*What is needed*: Scan the records for the line containing "429 || *status". From there through the last line, write out each line exactly.
== Given data
use crate::CoreError;
use serde::{Deserialize, Serialize};
use std::fmt;
use std::str::FromStr;

/// The transformation a worker process applies to its documents.
#[derive(Debug, Clone, Copy, PartialEq, Eq, Hash, Serialize, Deserialize)]
#[serde(rename_all = "lowercase")]
pub enum WorkerKind {
    /// Text extraction from a scanned file
    Ocr,
    /// Summarization of previously extracted text
    #[serde(alias = "genai")]
    Summary,
}

impl WorkerKind {
    pub const ALL: [WorkerKind; 2] = [WorkerKind::Ocr, WorkerKind::Summary];

    pub fn as_str(&self) -> &'static str {
        match self {
            WorkerKind::Ocr => "ocr",
            WorkerKind::Summary => "summary",
        }
    }
}

impl FromStr for WorkerKind {
    type Err = CoreError;

    fn from_str(s: &str) -> Result<Self, Self::Err> {
        match s.trim().to_ascii_lowercase().as_str() {
            "ocr" => Ok(WorkerKind::Ocr),
            "summary" | "genai" => Ok(WorkerKind::Summary),
            other => Err(CoreError::UnknownKind(other.to_string())),
        }
    }
}

impl fmt::Display for WorkerKind {
    fn fmt(&self, f: &mut fmt::Formatter<'_>) -> fmt::Result {
        f.write_str(self.as_str())
    }
}
//! Clients for the services a document worker depends on: the document
//! API, object storage and the generative-text backend.

mod api;
mod genai;
mod retry;
mod storage;

pub use api::DocumentApiClient;
pub use genai::{GeminiClient, GeminiSettings, GenAiError, TextGenerator};
pub use retry::RetryPolicy;
pub use storage::{ObjectStore, S3ObjectStore, S3Settings, StorageError};

use thiserror::Error;

#[derive(Error, Debug)]
pub enum ClientError {
    #[error("Connection error: {0}")]
    ConnectionError(String),

    #[error("Request timed out")]
    Timeout,

    #[error("Unexpected HTTP status {status}: {body}")]
    HttpStatus { status: u16, body: String },

    #[error("Invalid response body: {0}")]
    DecodeError(String),

    #[error("Invalid client configuration: {0}")]
    ConfigError(String),
}

impl ClientError {
    /// Transport failures, timeouts, throttling and server errors may
    /// succeed on a later attempt; everything else will not.
    pub fn is_retryable(&self) -> bool {
        match self {
            ClientError::ConnectionError(_) | ClientError::Timeout => true,
            ClientError::HttpStatus { status, .. } => *status == 429 || *status >= 500,
            ClientError::DecodeError(_) | ClientError::ConfigError(_) => false,
        }
    }

    pub(crate) fn from_reqwest(error: reqwest::Error) -> Self {
        if error.is_timeout() {
            ClientError::Timeout
        } else if error.is_decode() {
            ClientError::DecodeError(error.to_string())
        } else {
            ClientError::ConnectionError(error.to_string())
        }
    }
}

pub type Result<T> = std::result::Result<T, ClientError>;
====
*Final answer*:
            ClientError::HttpStatus { status, .. } => *status == 429 || *status >= 500,
            ClientError::DecodeError(_) | ClientError::ConfigError(_) => false,
        }
    }

    pub(crate) fn from_reqwest(error: reqwest::Error) -> Self {
        if error.is_timeout() {
            ClientError::Timeout
        } else if error.is_decode() {
            ClientError::DecodeError(error.to_string())
        } else {
            ClientError::ConnectionError(error.to_string())
        }
    }
}

pub type Result<T> = std::result::Result<T, ClientError>;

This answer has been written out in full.